Marcos was deposed in 1986 under the direction of Shultz and his agents in the Philippines. Immediately, the nuclear facility, which was ready to turn on, was scrapped, as was the Green Revolution. In its place was “globalization,” which replaced a production orientation with dependence upon trade for food supplies. The protective tariffs were further removed, as federal support for infrastructure was slashed. Agricultural production shifted to export crops, while importing cheap rice from abroad for national consumption. Production, by 1996, had fallen to 1960s levels in many parts of the country.

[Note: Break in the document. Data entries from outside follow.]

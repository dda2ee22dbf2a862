//! Query AST types.

#[cfg(feature = "serde")]
use serde::{Deserialize, Serialize};

use super::expression::Expr;

/// `select [ORDER BY ...] [LIMIT ...]`.
#[derive(Debug, Clone, PartialEq)]
#[cfg_attr(feature = "serde", derive(Serialize, Deserialize))]
pub struct Query {
    /// The SELECT.
    pub select: Select,
    /// ORDER BY terms; empty when there is no ORDER BY.
    pub order: Vec<Order>,
    /// LIMIT, if present.
    pub limit: Option<Limit>,
}

/// `SELECT list [FROM ...] [WHERE ...]`.
#[derive(Debug, Clone, PartialEq)]
#[cfg_attr(feature = "serde", derive(Serialize, Deserialize))]
pub struct Select {
    /// Projected expressions.
    pub list: Vec<Expr>,
    /// FROM items; empty when there is no FROM.
    pub from: Vec<SelectFrom>,
    /// WHERE condition. Always boolean-shaped.
    pub where_clause: Option<Expr>,
}

/// A FROM item.
#[derive(Debug, Clone, PartialEq)]
#[cfg_attr(feature = "serde", derive(Serialize, Deserialize))]
pub struct SelectFrom {
    /// Table name.
    pub table: String,
    /// Sampling, if a TABLESAMPLE clause follows the table.
    pub table_sample: Option<TableSample>,
}

/// `TABLESAMPLE method (size unit)`.
#[derive(Debug, Clone, PartialEq)]
#[cfg_attr(feature = "serde", derive(Serialize, Deserialize))]
pub struct TableSample {
    /// Sampling method.
    pub method: SampleMethod,
    /// Sample size.
    pub size: Expr,
    /// Whether `size` counts percent or rows.
    pub size_type: SampleSize,
}

/// Table sampling method.
#[derive(Debug, Clone, Copy, PartialEq, Eq, Hash)]
#[cfg_attr(feature = "serde", derive(Serialize, Deserialize))]
pub enum SampleMethod {
    /// `BERNOULLI`
    Bernoulli,
    /// `RESERVOIR`
    Reservoir,
}

impl SampleMethod {
    /// Looks up a sampling method by keyword.
    #[must_use]
    pub fn from_keyword(s: &str) -> Option<Self> {
        match s {
            "BERNOULLI" => Some(Self::Bernoulli),
            "RESERVOIR" => Some(Self::Reservoir),
            _ => None,
        }
    }
}

/// Unit of a table sample size.
#[derive(Debug, Clone, Copy, PartialEq, Eq, Hash)]
#[cfg_attr(feature = "serde", derive(Serialize, Deserialize))]
pub enum SampleSize {
    /// `PERCENT`
    Percent,
    /// `ROWS`
    Rows,
}

impl SampleSize {
    /// Looks up a sample size unit by keyword.
    #[must_use]
    pub fn from_keyword(s: &str) -> Option<Self> {
        match s {
            "PERCENT" => Some(Self::Percent),
            "ROWS" => Some(Self::Rows),
            _ => None,
        }
    }
}

/// An ORDER BY term.
#[derive(Debug, Clone, PartialEq)]
#[cfg_attr(feature = "serde", derive(Serialize, Deserialize))]
pub struct Order {
    /// The expression to order by.
    pub expr: Expr,
    /// Whether `DESC` was given; ascending otherwise.
    pub desc: bool,
}

/// LIMIT count. Only literals and parameters are allowed.
#[derive(Debug, Clone, PartialEq, Eq)]
#[cfg_attr(feature = "serde", derive(Serialize, Deserialize))]
pub enum Limit {
    /// An integer literal.
    Integer(i64),
    /// A `@name` parameter; the name excludes the `@`.
    Param(String),
}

The Philippines has never recovered from the U. S. “regime change” against President Marcos. Masagana 99 was a program in the Philippines under the dictatorship of Ferdinand Marcos that promoted the planting of Green Revolution varieties of rice developed by the International Rice Research Institute. It began in 1973. [1] “Masagana 99 is a Filipino word for bountiful and 99 was the average production target of 99 cavans [4,900 kilos] per hectare per season for irrigated rice. “[2] The rice varieties used in the program were capable of high yields when grown with heavy use of fertilizer, herbicides, pesticides, and irrigation. The program… had four elements: Access to improved technology, credit, price support for rice and provision of low-cost fertilizer. “[3]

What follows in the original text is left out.